[Stored items]
[Start of Attachment]
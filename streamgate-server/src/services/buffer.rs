use std::collections::HashMap;
use std::sync::Arc;

use chrono::Utc;
use parking_lot::{Mutex, RwLock};
use serde_json::Value;
use thiserror::Error;
use tokio::time::Instant;
use tracing::warn;

use streamgate_shared::config::BufferConfig;
use streamgate_shared::models::{BufferState, ChunkType, Message, ResponseChunk};

#[derive(Debug, Error)]
pub enum IngestError {
    #[error("buffer limit reached: {max} buffers")]
    CapacityExhausted { max: usize },
    #[error("chunk limit reached for message {message_id}: {max} chunks")]
    ChunkCapacity { message_id: String, max: usize },
}

impl IngestError {
    /// Stable label used on drop counters.
    pub fn reason(&self) -> &'static str {
        match self {
            IngestError::CapacityExhausted { .. } => "capacity_exhausted",
            IngestError::ChunkCapacity { .. } => "chunk_capacity",
        }
    }
}

#[derive(Debug, Error)]
pub enum FinalizeError {
    #[error("no buffer for message {0}")]
    NotFound(String),
    #[error("message {0} has not seen its final fragment")]
    NotFinal(String),
    #[error("message {message_id} is missing chunk {seq}")]
    MissingChunk { message_id: String, seq: u64 },
}

#[derive(Debug, Clone, Copy, PartialEq, Eq)]
pub enum EvictReason {
    /// Final fragment seen but gaps remained past the grace period.
    Lossy,
    /// Never saw a final fragment and went idle past the age bound.
    Stuck,
    /// Final fragment seen but the buffer was never finalized out; normally
    /// unreachable because finalize removes the buffer immediately.
    Finalized,
}

impl EvictReason {
    pub fn as_str(&self) -> &'static str {
        match self {
            EvictReason::Lossy => "lossy",
            EvictReason::Stuck => "stuck",
            EvictReason::Finalized => "finalized",
        }
    }
}

/// Record of one sweeper eviction, for logging.
#[derive(Debug)]
pub struct Evicted {
    pub message_id: String,
    pub session_id: String,
    pub reason: EvictReason,
    pub received: u64,
    pub emitted: u64,
}

struct Slots {
    /// Sparse sequence -> fragment map; entries below `next_to_emit` are
    /// removed as they are drained.
    chunks: HashMap<u64, ResponseChunk>,
    max_seen: u64,
    next_to_emit: u64,
    final_seen: bool,
    final_seq: u64,
    final_metadata: Option<HashMap<String, Value>>,
    /// Content-typed payloads already drained, in emission order.
    emitted_content: String,
    updated_at: Instant,
}

struct ChunkBuffer {
    session_id: String,
    message_id: String,
    slots: Mutex<Slots>,
}

impl ChunkBuffer {
    fn new(session_id: String, message_id: String) -> Self {
        Self {
            session_id,
            message_id,
            slots: Mutex::new(Slots {
                chunks: HashMap::new(),
                max_seen: 0,
                next_to_emit: 0,
                final_seen: false,
                final_seq: 0,
                final_metadata: None,
                emitted_content: String::new(),
                updated_at: Instant::now(),
            }),
        }
    }
}

/// Per-instance reorder state for all in-flight messages.
///
/// Lock order is always manager map first, then buffer slots; operations
/// that touch a single buffer drop the map lock before taking the slot lock.
pub struct BufferManager {
    buffers: RwLock<HashMap<String, Arc<ChunkBuffer>>>,
    config: BufferConfig,
}

impl BufferManager {
    pub fn new(config: BufferConfig) -> Self {
        Self {
            buffers: RwLock::new(HashMap::new()),
            config,
        }
    }

    /// Admits one fragment.
    ///
    /// Duplicates with identical payload are absorbed silently; a duplicate
    /// with a differing payload keeps the first copy and logs the anomaly.
    pub fn ingest(&self, chunk: ResponseChunk) -> Result<(), IngestError> {
        let buffer = self.buffers.read().get(&chunk.message_id).cloned();
        let buffer = match buffer {
            Some(buffer) => buffer,
            None => {
                let mut buffers = self.buffers.write();
                if !buffers.contains_key(&chunk.message_id)
                    && buffers.len() >= self.config.max_buffers
                {
                    return Err(IngestError::CapacityExhausted {
                        max: self.config.max_buffers,
                    });
                }
                let buffer = buffers
                    .entry(chunk.message_id.clone())
                    .or_insert_with(|| {
                        Arc::new(ChunkBuffer::new(
                            chunk.session_id.clone(),
                            chunk.message_id.clone(),
                        ))
                    })
                    .clone();
                metrics::gauge!("reorder_buffers_active").set(buffers.len() as f64);
                buffer
            }
        };

        let mut slots = buffer.slots.lock();

        if chunk.chunk_id < slots.next_to_emit {
            // Late copy of a fragment that was already emitted and released.
            return Ok(());
        }
        if slots.chunks.len() >= self.config.max_chunks_per_buffer {
            return Err(IngestError::ChunkCapacity {
                message_id: buffer.message_id.clone(),
                max: self.config.max_chunks_per_buffer,
            });
        }
        if let Some(existing) = slots.chunks.get(&chunk.chunk_id) {
            if existing.chunk != chunk.chunk {
                warn!(
                    message_id = %buffer.message_id,
                    chunk_id = chunk.chunk_id,
                    "duplicate fragment with differing payload, keeping the first"
                );
            }
            return Ok(());
        }

        slots.max_seen = slots.max_seen.max(chunk.chunk_id);
        slots.updated_at = Instant::now();
        if chunk.is_final {
            slots.final_seen = true;
            slots.final_seq = chunk.chunk_id;
            slots.final_metadata = chunk.metadata.clone();
        }
        slots.chunks.insert(chunk.chunk_id, chunk);
        Ok(())
    }

    /// Removes and returns the contiguous run of fragments starting at
    /// `next_to_emit`, stopping at the first gap or after the terminal
    /// fragment. The second value is true once the whole message has been
    /// emitted.
    pub fn drain(&self, message_id: &str) -> (Vec<ResponseChunk>, bool) {
        let buffer = self.buffers.read().get(message_id).cloned();
        let Some(buffer) = buffer else {
            return (Vec::new(), false);
        };

        let mut slots = buffer.slots.lock();
        let mut ready = Vec::new();
        loop {
            let seq = slots.next_to_emit;
            let Some(chunk) = slots.chunks.remove(&seq) else {
                break;
            };
            slots.next_to_emit = seq + 1;
            if chunk.chunk_type == ChunkType::Content {
                slots.emitted_content.push_str(&chunk.chunk);
            }
            let terminal = chunk.is_final;
            ready.push(chunk);
            if terminal {
                break;
            }
        }

        debug_assert!(slots.next_to_emit <= slots.max_seen + 1);
        let complete = slots.final_seen && slots.next_to_emit > slots.final_seq;
        (ready, complete)
    }

    /// Removes the buffer and assembles the finalized message.
    ///
    /// Requires the terminal fragment and dense coverage of `[0, final_seq]`;
    /// on failure the buffer is discarded either way.
    pub fn finalize(&self, message_id: &str) -> Result<Message, FinalizeError> {
        let buffer = {
            let mut buffers = self.buffers.write();
            let removed = buffers.remove(message_id);
            metrics::gauge!("reorder_buffers_active").set(buffers.len() as f64);
            removed
        }
        .ok_or_else(|| FinalizeError::NotFound(message_id.to_string()))?;

        let mut slots = buffer.slots.lock();
        if !slots.final_seen {
            return Err(FinalizeError::NotFinal(message_id.to_string()));
        }

        // The prefix below next_to_emit is dense by construction; only the
        // undrained tail still needs checking.
        let mut content = std::mem::take(&mut slots.emitted_content);
        for seq in slots.next_to_emit..=slots.final_seq {
            let Some(chunk) = slots.chunks.get(&seq) else {
                return Err(FinalizeError::MissingChunk {
                    message_id: message_id.to_string(),
                    seq,
                });
            };
            if chunk.chunk_type == ChunkType::Content {
                content.push_str(&chunk.chunk);
            }
        }

        let metadata = slots.final_metadata.take();
        let token_count = metadata
            .as_ref()
            .and_then(|meta| meta.get("tokens_used"))
            .and_then(Value::as_f64)
            .map(|tokens| tokens as u32)
            .unwrap_or(0);

        Ok(Message {
            message_id: buffer.message_id.clone(),
            session_id: buffer.session_id.clone(),
            role: "assistant".into(),
            content,
            token_count,
            metadata,
            created_at: Utc::now(),
        })
    }

    /// Observability snapshot of one buffer.
    pub fn state(&self, message_id: &str) -> Option<BufferState> {
        let buffer = self.buffers.read().get(message_id).cloned()?;
        let slots = buffer.slots.lock();

        let mut missing = Vec::new();
        if slots.final_seen {
            for seq in slots.next_to_emit..=slots.final_seq {
                if !slots.chunks.contains_key(&seq) {
                    missing.push(seq);
                }
            }
        }

        Some(BufferState {
            total_expected: slots.final_seen.then(|| slots.final_seq + 1),
            total_received: slots.next_to_emit + slots.chunks.len() as u64,
            total_sent: slots.next_to_emit,
            is_complete: slots.final_seen && missing.is_empty(),
            missing_chunks: missing,
        })
    }

    pub fn len(&self) -> usize {
        self.buffers.read().len()
    }

    pub fn is_empty(&self) -> bool {
        self.buffers.read().is_empty()
    }

    /// One sweeper pass: evicts lossy, stuck and leftover-finalized buffers.
    pub fn sweep(&self) -> Vec<Evicted> {
        self.sweep_at(Instant::now())
    }

    fn sweep_at(&self, now: Instant) -> Vec<Evicted> {
        let candidates: Vec<Arc<ChunkBuffer>> = self.buffers.read().values().cloned().collect();

        let mut evicted = Vec::new();
        for buffer in candidates {
            let verdict = {
                let slots = buffer.slots.lock();
                let age = now.saturating_duration_since(slots.updated_at);
                let has_gaps = slots.final_seen
                    && (slots.next_to_emit..=slots.final_seq)
                        .any(|seq| !slots.chunks.contains_key(&seq));

                let reason = if slots.final_seen
                    && has_gaps
                    && age >= self.config.missing_chunk_timeout
                {
                    Some(EvictReason::Lossy)
                } else if !slots.final_seen && age >= self.config.max_buffer_age {
                    Some(EvictReason::Stuck)
                } else if slots.final_seen && age >= self.config.max_buffer_age {
                    Some(EvictReason::Finalized)
                } else {
                    None
                };

                reason.map(|reason| Evicted {
                    message_id: buffer.message_id.clone(),
                    session_id: buffer.session_id.clone(),
                    reason,
                    received: slots.next_to_emit + slots.chunks.len() as u64,
                    emitted: slots.next_to_emit,
                })
            };

            if let Some(record) = verdict {
                let mut buffers = self.buffers.write();
                // finalize may have raced us; only report buffers we removed.
                if buffers.remove(&record.message_id).is_some() {
                    metrics::gauge!("reorder_buffers_active").set(buffers.len() as f64);
                    metrics::counter!(
                        "reorder_buffers_evicted_total",
                        "reason" => record.reason.as_str()
                    )
                    .increment(1);
                    evicted.push(record);
                }
            }
        }

        evicted
    }
}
[End of Attachment]
Each line above with the string "Mutex" should be reported in full.

● **OUTPUT FOR THIS EXERCISE**:
use parking_lot::{Mutex, RwLock};
    slots: Mutex<Slots>,
            slots: Mutex::new(Slots {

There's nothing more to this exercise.